- 34
本·尼克森
描述
- Ben Nicholson
- 《62年8月(馬基亞山谷)》
- 款識:藝術家簽名並題款(背面)
- 油彩,經裁切畫板
- 20 x 21 1/4 英寸
- 50.8 x 53.9 公分
45 by 60cm.
Executed in 1962.
來源
São Schlumberger
Thence by descent to the present owner
拍品資料及來源
Ben Nicholson, 1968
In 1958 Ben Nicholson left St. Ives, the Cornish fishing town and artists’ colony which had been his home in Britain for over twenty years, for Ticino, the southern-most canton in Switzerland. The move occasioned a remarkably productive period for Nicholson and, as Norman Reid notes, his work took on a new range and confidence: "The uncompromising breadth and statement which had informed the major works of the thirties, and which had not been so evident in the more generally linear works of the forties and early fifties, returned to his art. […] The works of this period rely less upon the tension of Nicholson’s line and the elegance of his composition and more upon his ability to concentrate experience in the discovery of form. […] They convey the essence of landscapes as the artist has experienced them and their mood as he has recalled it" (Norman Reid, ‘Introduction’ in Ben Nicholson (exhibition catalogue), The Tate Gallery, London, 1969, pp. 53-55).
The present work epitomizes the mature, balanced style of the artist’s 1960s work. In AUG 62 (Valle Maggia), Nicholson's abiding preoccupation with the natural world and his joy in his new surroundings is evident. He revels in the use of naturalistic color, rare for an ambitious abstract work at the time. Nicholson saw colors as revealed in the qualities of a particular light and in the present work he particularizes the vital transition between the strip of blue, a block of silvery-grey and the richer levels beneath, as if one’s gaze had changed focus between light over water and light over land.
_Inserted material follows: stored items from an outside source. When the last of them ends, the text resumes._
//! Retry loop: dispatch, classify, back off, repeat until a terminal outcome.

use super::classify::{classify_response, ClassifyFlags};
use super::connect::{handle_transport_error, handle_unexpected_error};
use super::policy::{Disposition, RetryState, Verdict};
use super::FetchError;
use crate::known_hosts::KnownHosts;
use crate::request::{describe_params, normalize, GetRequest};
use crate::transport::{HttpResponse, PreparedRequest, Transport, TransportError};

/// A terminal, non-fatal response.
#[derive(Debug, Clone)]
pub struct Fetched {
    pub response: HttpResponse,
    pub disposition: Disposition,
    /// Counters at the time the loop stopped.
    pub stats: RetryState,
}

/// Run one GET to completion.
///
/// Retryable statuses are retried without limit, soft transport errors up to
/// the transport cap, unexpected protocol errors up to their smaller cap and
/// without delay. On a non-fatal outcome the URL's host is added to
/// `known_hosts`; on a fatal one the set is left alone.
///
/// Cancellation: dropping the returned future stops any pending backoff sleep
/// and the in-flight transport call.
pub async fn run_get<T: Transport>(
    transport: &T,
    known_hosts: &KnownHosts,
    request: GetRequest,
    user_agent: &str,
) -> Result<Fetched, FetchError> {
    let flags = ClassifyFlags::from(&request);
    let GetRequest {
        url,
        params,
        headers,
        ..
    } = request;

    let (params, headers) = normalize(params, headers, user_agent)?;
    let prepared = PreparedRequest::build(&url, &params, &headers)?;

    let mut state = RetryState::default();
    loop {
        tracing::debug!("getting {} {}", url, describe_params(&params));
        let delay = match transport.get(&prepared).await {
            Ok(response) => match classify_response(&response, &mut state.retries, &flags) {
                Verdict::Accept(disposition) => {
                    known_hosts.record_url(&url);
                    return Ok(Fetched {
                        response,
                        disposition,
                        stats: state,
                    });
                }
                Verdict::RetryAfter(delay) => delay,
                Verdict::Fatal(e) => return Err(e),
            },
            Err(TransportError::Invalid(reason)) => {
                return Err(FetchError::InvalidUrl {
                    url: url.clone(),
                    reason,
                })
            }
            Err(e @ TransportError::Protocol(_)) => {
                handle_unexpected_error(&e, &mut state.unexpected_errors, &url)?
            }
            Err(e) => handle_transport_error(
                &e,
                &mut state.connect_errors,
                &url,
                &params,
                known_hosts,
            )?,
        };
        if !delay.is_zero() {
            tokio::time::sleep(delay).await;
        }
    }
}
//! Minimal HTTP/1.1 server that answers GETs from a fixed script for integration tests.
//!
//! Each connection gets the next scripted reply; once the script runs out the
//! last reply repeats. Request heads are recorded so tests can check what was sent.

use std::io::{Read, Write};
use std::net::TcpListener;
use std::sync::{Arc, Mutex};
use std::thread;

#[derive(Debug, Clone)]
pub struct Reply {
    pub status: u16,
    pub body: String,
    pub location: Option<String>,
}

impl Reply {
    pub fn status(status: u16) -> Self {
        Self {
            status,
            body: String::new(),
            location: None,
        }
    }

    pub fn body(mut self, body: &str) -> Self {
        self.body = body.to_string();
        self
    }

    pub fn location(mut self, location: &str) -> Self {
        self.location = Some(location.to_string());
        self
    }
}

/// Handle to a running server.
pub struct StatusServer {
    pub base_url: String,
    requests: Arc<Mutex<Vec<String>>>,
}

impl StatusServer {
    /// Raw request heads received so far, in order.
    pub fn requests(&self) -> Vec<String> {
        self.requests.lock().unwrap().clone()
    }
}

/// Starts a server in a background thread. The server runs until the process exits.
pub fn start(script: Vec<Reply>) -> StatusServer {
    assert!(!script.is_empty(), "script needs at least one reply");
    let listener = TcpListener::bind("127.0.0.1:0").expect("bind");
    let port = listener.local_addr().unwrap().port();
    let requests = Arc::new(Mutex::new(Vec::new()));
    let recorded = Arc::clone(&requests);
    thread::spawn(move || {
        let mut next = 0usize;
        for stream in listener.incoming().flatten() {
            let reply = script[next.min(script.len() - 1)].clone();
            next += 1;
            let recorded = Arc::clone(&recorded);
            thread::spawn(move || handle(stream, &reply, &recorded));
        }
    });
    StatusServer {
        base_url: format!("http://127.0.0.1:{}/", port),
        requests,
    }
}

/// Starts a server that accepts connections and never answers.
pub fn start_silent() -> String {
    let listener = TcpListener::bind("127.0.0.1:0").expect("bind");
    let port = listener.local_addr().unwrap().port();
    thread::spawn(move || {
        let mut held = Vec::new();
        for stream in listener.incoming().flatten() {
            held.push(stream);
        }
    });
    format!("http://127.0.0.1:{}/", port)
}

fn handle(mut stream: std::net::TcpStream, reply: &Reply, recorded: &Mutex<Vec<String>>) {
    let _ = stream.set_read_timeout(Some(std::time::Duration::from_secs(2)));
    let _ = stream.set_write_timeout(Some(std::time::Duration::from_secs(2)));
    let mut buf = [0u8; 8192];
    let n = match stream.read(&mut buf) {
        Ok(0) => return,
        Ok(n) => n,
        Err(_) => return,
    };
    if let Ok(head) = std::str::from_utf8(&buf[..n]) {
        recorded.lock().unwrap().push(head.to_string());
    }
    let location = reply
        .location
        .as_ref()
        .map(|l| format!("Location: {}\r\n", l))
        .unwrap_or_default();
    let response = format!(
        "HTTP/1.1 {} Scripted\r\nContent-Length: {}\r\nConnection: close\r\n{}\r\n{}",
        reply.status,
        reply.body.len(),
        location,
        reply.body
    );
    let _ = stream.write_all(response.as_bytes());
}
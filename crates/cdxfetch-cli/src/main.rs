use cdxfetch_core::logging;

mod cli;

use crate::cli::CliCommand;

#[tokio::main]
async fn main() {
    // Initialize logging as early as possible; fall back to stderr if the state dir is unusable.
    if let Err(err) = logging::init_logging() {
        logging::init_logging_stderr();
        tracing::warn!("file logging unavailable: {:#}", err);
    }

    if let Err(err) = CliCommand::run_from_args().await {
        eprintln!("cdxfetch error: {:#}", err);
        std::process::exit(1);
    }
}
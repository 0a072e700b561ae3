//! Transport-side failures, split by how the retry loop treats them.

/// Retryable transport failure classes.
#[derive(Debug, Clone, Copy, PartialEq, Eq)]
pub enum SoftKind {
    /// Hostname did not resolve.
    Dns,
    /// Connect or read timed out.
    Timeout,
    /// Connection refused/reset, short read, TLS handshake failure, etc.
    Connection,
    /// Response body could not be decoded (bad content encoding).
    Decode,
    /// Proxy could not be resolved or reached.
    Proxy,
}

/// Error returned by a [`Transport`](super::Transport) when no response was obtained.
#[derive(Debug, Clone, thiserror::Error)]
pub enum TransportError {
    /// Retried with backoff, up to the transport-error cap.
    #[error("{message}")]
    Soft { kind: SoftKind, message: String },
    /// Lower-level protocol failure; retried without backoff, up to a small cap.
    #[error("protocol error: {0}")]
    Protocol(String),
    /// The request itself cannot be sent (malformed URL, bad option). Never retried.
    #[error("invalid request: {0}")]
    Invalid(String),
}

/// Resolver messages seen from libc, libcurl and friends.
const DNS_FAILURE_MARKERS: [&str; 3] = [
    "Name or service not known",
    "Could not resolve host",
    "Couldn't resolve host",
];

impl TransportError {
    pub fn soft(kind: SoftKind, message: impl Into<String>) -> Self {
        TransportError::Soft {
            kind,
            message: message.into(),
        }
    }

    /// True for hostname resolution failures, by kind or by message text.
    pub fn is_dns_failure(&self) -> bool {
        if let TransportError::Soft {
            kind: SoftKind::Dns,
            ..
        } = self
        {
            return true;
        }
        let text = self.to_string();
        DNS_FAILURE_MARKERS.iter().any(|m| text.contains(m))
    }
}
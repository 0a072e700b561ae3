pub mod status_server;
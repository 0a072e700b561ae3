//! Pre-dispatch adjustment of parameters and headers.

use std::collections::HashMap;

use super::{ParamValue, QueryParams};
use crate::retry::FetchError;

/// `cdxfetch/<crate version>`.
pub fn default_user_agent() -> String {
    format!("cdxfetch/{}", env!("CARGO_PKG_VERSION"))
}

/// Adjust parameters and headers before the first dispatch.
///
/// - `from_ts` becomes `from`; if both are given, `from_ts` wins.
/// - a non-integer `limit` is coerced to an integer, since pagination subtracts from it.
/// - `User-Agent` is added unless some casing of it is already present.
pub fn normalize(
    mut params: QueryParams,
    mut headers: HashMap<String, String>,
    user_agent: &str,
) -> Result<(QueryParams, HashMap<String, String>), FetchError> {
    if let Some(from) = params.remove("from_ts") {
        if let Some(previous) = params.insert("from".to_string(), from) {
            tracing::debug!("from_ts overrides from={}", previous);
        }
    }

    if let Some(limit) = params.get_mut("limit") {
        if !matches!(limit, ParamValue::Int(_)) {
            *limit = ParamValue::Int(coerce_limit(limit)?);
        }
    }

    if !headers.keys().any(|k| k.eq_ignore_ascii_case("user-agent")) {
        headers.insert("User-Agent".to_string(), user_agent.to_string());
    }

    Ok((params, headers))
}

fn coerce_limit(value: &ParamValue) -> Result<i64, FetchError> {
    let invalid = || FetchError::InvalidParam {
        name: "limit".to_string(),
        value: value.to_string(),
    };
    match value {
        ParamValue::Int(n) => Ok(*n),
        ParamValue::Float(x) => truncate(*x).ok_or_else(invalid),
        ParamValue::Str(s) => {
            let s = s.trim();
            if let Ok(n) = s.parse::<i64>() {
                return Ok(n);
            }
            s.parse::<f64>().ok().and_then(truncate).ok_or_else(invalid)
        }
    }
}

fn truncate(x: f64) -> Option<i64> {
    if x.is_finite() && x.abs() < i64::MAX as f64 {
        Some(x.trunc() as i64)
    } else {
        None
    }
}
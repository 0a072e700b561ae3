//! Hostnames that have resolved and answered before.
//!
//! Used only to decide whether a DNS failure is fatal: a resolver error for a
//! host we have never reached is treated as a typo, while one for a known host
//! is retried. The set only grows; there is no eviction or TTL.
//!
//! One `KnownHosts` is created at startup (seeded, plus configured extras) and
//! shared as `Arc<KnownHosts>` by every concurrent fetch in the process.

use std::collections::HashSet;
use std::sync::RwLock;

/// Archive providers that are known-good before any request has been made.
pub const SEED_HOSTS: [&str; 3] = [
    "commoncrawl.s3.amazonaws.com",
    "data.commoncrawl.org",
    "web.archive.org",
];

/// Extract the lowercase hostname from a URL string, if it has one.
pub fn hostname_of(url: &str) -> Option<String> {
    let parsed = url::Url::parse(url).ok()?;
    parsed.host_str().map(|h| h.to_ascii_lowercase())
}

/// Concurrency-safe, add-only set of hostnames.
#[derive(Debug)]
pub struct KnownHosts {
    hosts: RwLock<HashSet<String>>,
}

impl Default for KnownHosts {
    fn default() -> Self {
        Self::seeded()
    }
}

impl KnownHosts {
    /// Empty set (no seeds). Mostly useful in tests.
    pub fn empty() -> Self {
        Self {
            hosts: RwLock::new(HashSet::new()),
        }
    }

    /// Set containing [`SEED_HOSTS`].
    pub fn seeded() -> Self {
        Self::with_extra(std::iter::empty::<&str>())
    }

    /// Seeds plus extra hostnames (e.g. from config).
    pub fn with_extra<I, S>(extra: I) -> Self
    where
        I: IntoIterator<Item = S>,
        S: AsRef<str>,
    {
        let set = Self::empty();
        for h in SEED_HOSTS {
            set.insert(h);
        }
        for h in extra {
            set.insert(h.as_ref());
        }
        set
    }

    pub fn contains(&self, hostname: &str) -> bool {
        let host = hostname.to_ascii_lowercase();
        self.hosts
            .read()
            .unwrap_or_else(|poisoned| poisoned.into_inner())
            .contains(&host)
    }

    /// Add a hostname. Returns true if it was not present before.
    pub fn insert(&self, hostname: &str) -> bool {
        let host = hostname.trim().to_ascii_lowercase();
        if host.is_empty() {
            return false;
        }
        self.hosts
            .write()
            .unwrap_or_else(|poisoned| poisoned.into_inner())
            .insert(host)
    }

    /// Record the host of a URL that completed without a fatal error.
    pub fn record_url(&self, url: &str) {
        if let Some(host) = hostname_of(url) {
            if self.insert(&host) {
                tracing::debug!("added {} to known hostnames", host);
            }
        }
    }

    /// True when a DNS failure for this URL should abort immediately:
    /// the URL has no host, or its host has never been seen.
    pub fn is_dns_fatal(&self, url: &str) -> bool {
        match hostname_of(url) {
            Some(host) => !self.contains(&host),
            None => true,
        }
    }

    pub fn len(&self) -> usize {
        self.hosts
            .read()
            .unwrap_or_else(|poisoned| poisoned.into_inner())
            .len()
    }

    pub fn is_empty(&self) -> bool {
        self.len() == 0
    }

    /// Sorted copy of the current members.
    pub fn snapshot(&self) -> Vec<String> {
        let mut hosts: Vec<String> = self
            .hosts
            .read()
            .unwrap_or_else(|poisoned| poisoned.into_inner())
            .iter()
            .cloned()
            .collect();
        hosts.sort();
        hosts
    }
}
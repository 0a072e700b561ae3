//! The request-issuing capability the retry loop drives.
//!
//! The loop only needs "send this GET, give me a response or an error"; a
//! [`Transport`] is that capability. [`CurlTransport`] is the libcurl-backed
//! implementation; tests substitute scripted transports.

mod libcurl;
mod error;
#[cfg(test)]
pub(crate) mod scripted;

pub use libcurl::CurlTransport;
pub use error::{SoftKind, TransportError};

use std::collections::HashMap;
use std::future::Future;
use std::time::Duration;

use crate::request::QueryParams;
use crate::retry::policy::{CONNECT_TIMEOUT, READ_TIMEOUT};
use crate::retry::FetchError;

/// A fully built GET ready for the wire.
#[derive(Debug, Clone)]
pub struct PreparedRequest {
    /// URL including the encoded query string.
    pub url: String,
    pub headers: HashMap<String, String>,
    pub connect_timeout: Duration,
    /// Abort when no bytes arrive for this long.
    pub read_timeout: Duration,
    /// Always false here: callers must see redirect responses themselves.
    pub follow_redirects: bool,
}

impl PreparedRequest {
    /// Append `params` to `base_url` (keeping any query it already has).
    pub fn build(
        base_url: &str,
        params: &QueryParams,
        headers: &HashMap<String, String>,
    ) -> Result<Self, FetchError> {
        let mut url = url::Url::parse(base_url).map_err(|e| FetchError::InvalidUrl {
            url: base_url.to_string(),
            reason: e.to_string(),
        })?;
        if !params.is_empty() {
            let mut pairs = url.query_pairs_mut();
            for (k, v) in params {
                pairs.append_pair(k, &v.to_string());
            }
        }
        Ok(Self {
            url: url.into(),
            headers: headers.clone(),
            connect_timeout: CONNECT_TIMEOUT,
            read_timeout: READ_TIMEOUT,
            follow_redirects: false,
        })
    }
}

/// A completed HTTP response, whatever its status.
#[derive(Debug, Clone, Default)]
pub struct HttpResponse {
    pub status: u16,
    /// URL the response came from.
    pub url: String,
    /// Header (name, value) pairs in arrival order.
    pub headers: Vec<(String, String)>,
    pub body: Vec<u8>,
}

impl HttpResponse {
    /// Case-insensitive lookup of the first header with this name.
    pub fn header(&self, name: &str) -> Option<&str> {
        self.headers
            .iter()
            .find(|(k, _)| k.eq_ignore_ascii_case(name))
            .map(|(_, v)| v.as_str())
    }

    /// Body decoded as UTF-8, lossily.
    pub fn text(&self) -> String {
        String::from_utf8_lossy(&self.body).into_owned()
    }

    pub fn is_redirect(&self) -> bool {
        (300..400).contains(&self.status)
    }
}

/// Issues a single GET. Implementations must not retry or follow redirects.
pub trait Transport: Send + Sync {
    fn get(
        &self,
        request: &PreparedRequest,
    ) -> impl Future<Output = Result<HttpResponse, TransportError>> + Send;
}

impl<T: Transport> Transport for std::sync::Arc<T> {
    fn get(
        &self,
        request: &PreparedRequest,
    ) -> impl Future<Output = Result<HttpResponse, TransportError>> + Send {
        (**self).get(request)
    }
}
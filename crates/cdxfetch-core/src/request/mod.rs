//! Request intent: URL, query parameters, headers and the classification flags.

mod normalize;

pub use normalize::{default_user_agent, normalize};

use std::collections::{BTreeMap, HashMap};
use std::fmt;

/// A single query-parameter value as supplied by the caller.
#[derive(Debug, Clone, PartialEq)]
pub enum ParamValue {
    Int(i64),
    Float(f64),
    Str(String),
}

impl fmt::Display for ParamValue {
    fn fmt(&self, f: &mut fmt::Formatter<'_>) -> fmt::Result {
        match self {
            ParamValue::Int(n) => write!(f, "{}", n),
            ParamValue::Float(x) => write!(f, "{}", x),
            ParamValue::Str(s) => f.write_str(s),
        }
    }
}

impl From<i64> for ParamValue {
    fn from(n: i64) -> Self {
        ParamValue::Int(n)
    }
}

impl From<i32> for ParamValue {
    fn from(n: i32) -> Self {
        ParamValue::Int(n.into())
    }
}

impl From<u32> for ParamValue {
    fn from(n: u32) -> Self {
        ParamValue::Int(n.into())
    }
}

impl From<f64> for ParamValue {
    fn from(x: f64) -> Self {
        ParamValue::Float(x)
    }
}

impl From<&str> for ParamValue {
    fn from(s: &str) -> Self {
        ParamValue::Str(s.to_string())
    }
}

impl From<String> for ParamValue {
    fn from(s: String) -> Self {
        ParamValue::Str(s)
    }
}

/// Query parameters, keyed by name. Ordered so diagnostics and URLs are stable.
pub type QueryParams = BTreeMap<String, ParamValue>;

/// Render params the way they appear in failure diagnostics: `{"k": v, ...}`.
pub fn describe_params(params: &QueryParams) -> String {
    let body: Vec<String> = params
        .iter()
        .map(|(k, v)| match v {
            ParamValue::Str(s) => format!("{:?}: {:?}", k, s),
            other => format!("{:?}: {}", k, other),
        })
        .collect();
    format!("{{{}}}", body.join(", "))
}

/// One logical GET: target, parameters, headers and how to read its status codes.
#[derive(Debug, Clone, Default)]
pub struct GetRequest {
    pub url: String,
    pub params: QueryParams,
    pub headers: HashMap<String, String>,
    /// 400/404 mean "no captures found" rather than failure.
    pub index_query: bool,
    /// 404 is an empty result, not an error.
    pub allow_404_as_empty: bool,
    /// This exact status is a non-error outcome for the caller.
    pub expected_status: Option<u16>,
}

impl GetRequest {
    pub fn new(url: impl Into<String>) -> Self {
        Self {
            url: url.into(),
            ..Self::default()
        }
    }

    pub fn param(mut self, key: impl Into<String>, value: impl Into<ParamValue>) -> Self {
        self.params.insert(key.into(), value.into());
        self
    }

    pub fn params(mut self, params: QueryParams) -> Self {
        self.params.extend(params);
        self
    }

    pub fn header(mut self, name: impl Into<String>, value: impl Into<String>) -> Self {
        self.headers.insert(name.into(), value.into());
        self
    }

    pub fn index_query(mut self, yes: bool) -> Self {
        self.index_query = yes;
        self
    }

    pub fn allow_404_as_empty(mut self, yes: bool) -> Self {
        self.allow_404_as_empty = yes;
        self
    }

    pub fn expected_status(mut self, status: Option<u16>) -> Self {
        self.expected_status = status;
        self
    }
}
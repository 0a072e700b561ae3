//! Transport error handling: DNS fatality, escalation and caps.

use std::time::Duration;

use super::policy::{BACKOFF, MAX_TRANSPORT_ERRORS, MAX_UNEXPECTED_ERRORS, TRANSPORT_WARN_AFTER};
use super::FetchError;
use crate::known_hosts::KnownHosts;
use crate::request::{describe_params, QueryParams};
use crate::transport::TransportError;

/// Handle a soft transport error. Returns the delay before the next attempt,
/// or the fatal error that ends the call.
///
/// A DNS failure for a host that has never answered is most likely a typo and
/// fails at once; for a known host it is treated as a resolver hiccup.
pub fn handle_transport_error(
    error: &TransportError,
    connect_errors: &mut u32,
    url: &str,
    params: &QueryParams,
    known_hosts: &KnownHosts,
) -> Result<Duration, FetchError> {
    *connect_errors += 1;
    let diagnostic = format!(
        "{} failures for url {} {}: {}",
        connect_errors,
        url,
        describe_params(params),
        error
    );

    if error.is_dns_failure() && known_hosts.is_dns_fatal(url) {
        tracing::debug!("{}", diagnostic);
        return Err(FetchError::InvalidHostname {
            url: url.to_string(),
        });
    }

    if *connect_errors > MAX_TRANSPORT_ERRORS {
        tracing::error!("{}", diagnostic);
        return Err(FetchError::TooManyTransportErrors {
            attempts: *connect_errors,
            diagnostic,
        });
    }
    if *connect_errors > TRANSPORT_WARN_AFTER {
        tracing::warn!("{}", diagnostic);
    } else {
        tracing::info!("retrying after 1s for {}", diagnostic);
    }
    Ok(BACKOFF)
}

/// Handle an unexpected protocol error: retried immediately, fatal once the
/// count reaches the cap.
pub fn handle_unexpected_error(
    error: &TransportError,
    unexpected_errors: &mut u32,
    url: &str,
) -> Result<Duration, FetchError> {
    *unexpected_errors += 1;
    tracing::warn!(
        "something unexpected happened ({}/{}) for url {}: {}",
        unexpected_errors,
        MAX_UNEXPECTED_ERRORS,
        url,
        error
    );
    if *unexpected_errors >= MAX_UNEXPECTED_ERRORS {
        return Err(FetchError::TooManyUnexpectedErrors {
            attempts: *unexpected_errors,
            url: url.to_string(),
            last_error: error.to_string(),
        });
    }
    Ok(Duration::ZERO)
}
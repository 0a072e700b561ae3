//! Fatal outcomes of a GET. Anything retryable never reaches the caller.

/// Error returned when a GET cannot succeed by retrying.
#[derive(Debug, thiserror::Error)]
pub enum FetchError {
    /// 400/404 outside the index-query and allow-404 carve-outs.
    #[error("invalid url of some sort, status={status} {url}")]
    InvalidRequest { status: u16, url: String },
    /// Any other non-2xx, non-3xx status that is not retried.
    #[error("HTTP {status} for url {url}")]
    HttpStatus { status: u16, url: String },
    /// DNS failure for a host that has never answered before.
    #[error("invalid hostname in url {url}")]
    InvalidHostname { url: String },
    /// Transport error cap exceeded; `diagnostic` carries count, url, params and last error.
    #[error("{diagnostic}")]
    TooManyTransportErrors { attempts: u32, diagnostic: String },
    /// Unexpected protocol error cap reached.
    #[error("giving up after {attempts} unexpected errors for url {url}: {last_error}")]
    TooManyUnexpectedErrors {
        attempts: u32,
        url: String,
        last_error: String,
    },
    /// URL cannot be parsed or sent.
    #[error("invalid url {url}: {reason}")]
    InvalidUrl { url: String, reason: String },
    /// A query parameter cannot be normalized (e.g. non-numeric `limit`).
    #[error("invalid value for parameter {name}: {value:?}")]
    InvalidParam { name: String, value: String },
}

impl FetchError {
    /// HTTP status that caused the failure, if any.
    pub fn status(&self) -> Option<u16> {
        match self {
            FetchError::InvalidRequest { status, .. } | FetchError::HttpStatus { status, .. } => {
                Some(*status)
            }
            _ => None,
        }
    }
}
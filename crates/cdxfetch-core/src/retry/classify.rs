//! Classify a completed HTTP response. Rules are checked in order; the first match wins.

use super::policy::{is_retryable_status, Disposition, Verdict, BACKOFF, STATUS_RETRY_WARN_AFTER};
use super::FetchError;
use crate::request::GetRequest;
use crate::transport::HttpResponse;

/// Per-request switches that change how status codes are read.
#[derive(Debug, Clone, Copy, Default, PartialEq, Eq)]
pub struct ClassifyFlags {
    pub index_query: bool,
    pub allow_404_as_empty: bool,
    pub expected_status: Option<u16>,
}

impl From<&GetRequest> for ClassifyFlags {
    fn from(req: &GetRequest) -> Self {
        Self {
            index_query: req.index_query,
            allow_404_as_empty: req.allow_404_as_empty,
            expected_status: req.expected_status,
        }
    }
}

fn log_body(resp: &HttpResponse) {
    if !resp.body.is_empty() {
        tracing::debug!("response body is {}", resp.text());
    }
}

/// Decide what to do with `resp`. Increments `retries` only for retryable statuses.
pub fn classify_response(resp: &HttpResponse, retries: &mut u32, flags: &ClassifyFlags) -> Verdict {
    let status = resp.status;

    // Index servers answer 400 (page= past the end) or 404 (pywb "No Captures found")
    // when a query simply has no results.
    if flags.index_query && matches!(status, 400 | 404) {
        tracing::debug!("giving up with status {}, no captures found", status);
        return Verdict::Accept(Disposition::BenignEmpty);
    }
    if flags.allow_404_as_empty && status == 404 {
        return Verdict::Accept(Disposition::BenignEmpty);
    }
    if flags.expected_status == Some(status) {
        return Verdict::Accept(Disposition::ExpectedStatus);
    }

    if is_retryable_status(status) {
        *retries += 1;
        if *retries > STATUS_RETRY_WARN_AFTER {
            tracing::warn!("retrying after 1s for {} ({} retries) {}", status, retries, resp.url);
        } else {
            tracing::info!("retrying after 1s for {} {}", status, resp.url);
        }
        log_body(resp);
        return Verdict::RetryAfter(BACKOFF);
    }

    if matches!(status, 400 | 404) {
        log_body(resp);
        return Verdict::Fatal(FetchError::InvalidRequest {
            status,
            url: resp.url.clone(),
        });
    }

    if (300..400).contains(&status) {
        return Verdict::Accept(Disposition::Redirect);
    }

    if (200..300).contains(&status) {
        Verdict::Accept(Disposition::Success)
    } else {
        Verdict::Fatal(FetchError::HttpStatus {
            status,
            url: resp.url.clone(),
        })
    }
}
//! CLI parse tests.

use super::{Cli, CliCommand};
use clap::Parser;

pub(super) fn parse(args: &[&str]) -> CliCommand {
    let cli = Cli::try_parse_from(args).unwrap();
    cli.command
}
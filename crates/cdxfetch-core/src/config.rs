use anyhow::{Context, Result};
use serde::{Deserialize, Serialize};
use std::fs;
use std::path::{Path, PathBuf};

/// Global configuration loaded from `~/.config/cdxfetch/config.toml`.
///
/// Retry timing (30 s timeouts, 1 s backoff, retry caps) is fixed and not
/// part of the file.
#[derive(Debug, Clone, Default, PartialEq, Eq, Serialize, Deserialize)]
pub struct FetchConfig {
    /// Extra hostnames treated as previously seen, on top of the built-in seeds.
    /// A DNS failure against one of these is retried instead of being fatal.
    #[serde(default)]
    pub known_hosts: Vec<String>,
    /// Replaces the default `cdxfetch/<version>` User-Agent.
    #[serde(default)]
    pub user_agent: Option<String>,
    /// Proxy URL handed to libcurl (e.g. `socks5h://127.0.0.1:9050`).
    #[serde(default)]
    pub proxy: Option<String>,
}

pub fn config_path() -> Result<PathBuf> {
    let xdg_dirs = xdg::BaseDirectories::with_prefix("cdxfetch")?;
    Ok(xdg_dirs.place_config_file("config.toml")?)
}

/// Load configuration from disk, creating a default file if none exists.
pub fn load_or_init() -> Result<FetchConfig> {
    load_or_init_at(&config_path()?)
}

/// Same as [`load_or_init`] but at an explicit path.
pub fn load_or_init_at(path: &Path) -> Result<FetchConfig> {
    if !path.exists() {
        let default_cfg = FetchConfig::default();
        let toml = toml::to_string_pretty(&default_cfg)?;
        if let Some(parent) = path.parent() {
            fs::create_dir_all(parent)?;
        }
        fs::write(path, toml)
            .with_context(|| format!("writing default config to {}", path.display()))?;
        tracing::info!("created default config at {}", path.display());
        return Ok(default_cfg);
    }

    let data = fs::read_to_string(path)
        .with_context(|| format!("reading config {}", path.display()))?;
    let cfg: FetchConfig =
        toml::from_str(&data).with_context(|| format!("parsing config {}", path.display()))?;
    Ok(cfg)
}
The new home environment and Nicholson’s more extensive travel program had made their mark on his art of the period and, as is the case for the present work, many works refer to a particular place in their subtitles. At times it is a specific form or relationship of forms the words refer to; more often they indicate a broader response, to space, mass, light. As Nicholson himself expressed at the time of his move: "The landscape is superb, especially in winter and when seen from the changing levels of the mountain side - the persistent sunlight, the bare trees seen against a translucent lake, the hard, rounded forms of the snow-topped mountains, and perhaps with a late evening moon rising beyond in a pale, cerulean sky - is entirely magical and with the kind of visual poetry which I would like to find in my paintings" (S. A. Nash, Ben Nicholson Fifty Years of his Art (exhibition catalogue), Albright-Knox Art Gallery, New York, p. 38).